___ Extracted entries

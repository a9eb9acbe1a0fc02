//! clockcore — shared logic for the clockQuiz trainer
//!
//! Everything here is independent of the UI toolkit: the clock face is
//! described as a list of draw instructions and the front-end paints them.

pub mod digital;
pub mod error;
pub mod geometry;
pub mod logging;
pub mod quiz;
pub mod settings;
pub mod time;

pub use digital::DigitalReadout;
pub use error::{ClockError, Result};
pub use geometry::{ClockGeometry, DrawInstruction, HandAngles, Point, Viewport};
pub use quiz::{QuizChecker, QuizResult};
pub use settings::ClockSettings;
pub use time::{Time, TimeModel};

______

> **Task instructions**: Once you have read the records above, write them all out exactly.

> **Task output**:
repository a9eb9acbe1a0fc02
//! clockcore — shared logic for the clockQuiz trainer
//!
//! Everything here is independent of the UI toolkit: the clock face is
//! described as a list of draw instructions and the front-end paints them.

pub mod digital;
pub mod error;
pub mod geometry;
pub mod logging;
pub mod quiz;
pub mod settings;
pub mod time;

pub use digital::DigitalReadout;
pub use error::{ClockError, Result};
pub use geometry::{ClockGeometry, DrawInstruction, HandAngles, Point, Viewport};
pub use quiz::{QuizChecker, QuizResult};
pub use settings::ClockSettings;
pub use time::{Time, TimeModel};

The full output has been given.